┌──
//! 周期函数事件：每个周期在独立线程上执行一次函数，函数出错或令牌取消时退出。
//!
//! # 教案式说明
//! - **意图 (Why)**：与周期器不同，函数执行期间下一次触发不会开始；推进时间的一方会等待本轮函数返回，
//!   因此测试可以在 `advance` 返回后直接断言函数产生的副作用。
//! - **契约 (What)**：
//!   - 退出只发生一次，首个原因（函数错误或取消原因）被 [`Waiter::wait`](crate::Waiter::wait) 返回；
//!   - 退出后事件从时钟注销，不再触发。
//! - **并发 (How)**：等待方在时钟锁上配合条件变量阻塞，退出路径在持有时钟锁时广播。

use std::sync::{Arc, Weak};

use chrono::{DateTime, TimeDelta, Utc};
use parking_lot::{Condvar, Mutex};
use tracing::debug;

use super::{
    CallRecord, ClockFunction, Event, EventId, MockClock, MockInner, MockState, deadline,
};
use crate::cancellation::{CancelRegistration, Cancellation};
use crate::clock::{TickerCallback, Waiter, WaiterBackend};
use crate::error::ClockError;

struct MockTickerFunc {
    id: EventId,
    clock: Weak<MockInner>,
    f: Mutex<TickerCallback>,
    state: Mutex<FuncState>,
    /// 与时钟锁配对使用。
    cond: Condvar,
}

struct FuncState {
    d: TimeDelta,
    nxt: DateTime<Utc>,
    done: bool,
    err: Option<ClockError>,
    registration: Option<CancelRegistration>,
}

pub(super) fn create(
    clock: &MockClock,
    ctx: &Cancellation,
    d: TimeDelta,
    f: TickerCallback,
    tags: &[&str],
) -> Waiter {
    assert!(
        d > TimeDelta::zero(),
        "non-positive interval for ticker_func: {d}"
    );
    let mut state = clock.lock();
    let call = clock.intercept(
        &mut state,
        CallRecord::new(ClockFunction::TickerFunc, tags).with_duration(d),
    );
    let event = Arc::new(MockTickerFunc {
        id: state.allocate_id(),
        clock: clock.downgrade(),
        f: Mutex::new(f),
        state: Mutex::new(FuncState {
            d,
            nxt: deadline(state.cur, d),
            done: false,
            err: None,
            registration: None,
        }),
        cond: Condvar::new(),
    });
    state.add_event(Arc::clone(&event) as Arc<dyn Event>);
    drop(call);
    drop(state);

    // 令牌已取消时回调会立即执行并加时钟锁，所以必须在释放时钟锁之后登记。
    let registration = {
        let token = ctx.clone();
        let target = Arc::downgrade(&event);
        let clock = clock.downgrade();
        ctx.on_cancel(move || {
            let (Some(event), Some(clock)) = (target.upgrade(), MockClock::upgrade(&clock)) else {
                return;
            };
            let cause = token.cause().unwrap_or(ClockError::Cancelled);
            let mut state = clock.lock();
            event.exit_locked(&mut state, cause);
        })
    };
    {
        let mut inner = event.state.lock();
        if !inner.done {
            inner.registration = Some(registration);
        }
    }

    Waiter::new(Arc::new(FuncWaiter {
        clock: clock.clone(),
        event,
    }))
}

impl MockTickerFunc {
    /// 首个退出原因胜出；调用方必须持有时钟锁。
    fn exit_locked(&self, state: &mut MockState, err: ClockError) {
        let registration = {
            let mut inner = self.state.lock();
            if inner.done {
                return;
            }
            debug!(id = self.id, reason = %err, "mock ticker func exited");
            inner.done = true;
            inner.err = Some(err);
            inner.registration.take()
        };
        state.remove_event(self.id);
        self.cond.notify_all();
        drop(registration);
    }
}

impl Event for MockTickerFunc {
    fn id(&self) -> EventId {
        self.id
    }

    fn next(&self) -> DateTime<Utc> {
        self.state.lock().nxt
    }

    fn fire(self: Arc<Self>, at: DateTime<Utc>) {
        let Some(clock) = MockClock::upgrade(&self.clock) else {
            return;
        };
        let mut state = clock.lock();
        {
            let mut inner = self.state.lock();
            if inner.done {
                return;
            }
            // 周期函数没有 reset，`nxt` 只在这里推进；与本轮时间不符说明调度缓存已损坏。
            assert_eq!(
                inner.nxt, at,
                "ticker func fired at {at} but was due at {}",
                inner.nxt
            );
            let d = inner.d;
            inner.nxt = deadline(inner.nxt, d);
        }
        state.recompute_next();
        drop(state);

        let outcome = {
            let mut f = self.f.lock();
            (*f)()
        };
        if let Err(err) = outcome {
            let mut state = clock.lock();
            self.exit_locked(&mut state, ClockError::ticker_func(err));
        }
    }
}

struct FuncWaiter {
    clock: MockClock,
    event: Arc<MockTickerFunc>,
}

impl WaiterBackend for FuncWaiter {
    fn wait(&self, tags: &[&str]) -> Result<(), ClockError> {
        let mut state = self.clock.lock();
        let _call = self.clock.intercept(
            &mut state,
            CallRecord::new(ClockFunction::TickerFuncWait, tags),
        );
        loop {
            if let Some(err) = self.event.state.lock().err.clone() {
                return Err(err);
            }
            self.event.cond.wait(&mut state);
        }
    }
}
└──
**Instructions for the task**
Copy out each line of the listing that holds the string "Weak".

**Exercise solution**
use std::sync::{Arc, Weak};
    clock: Weak<MockInner>,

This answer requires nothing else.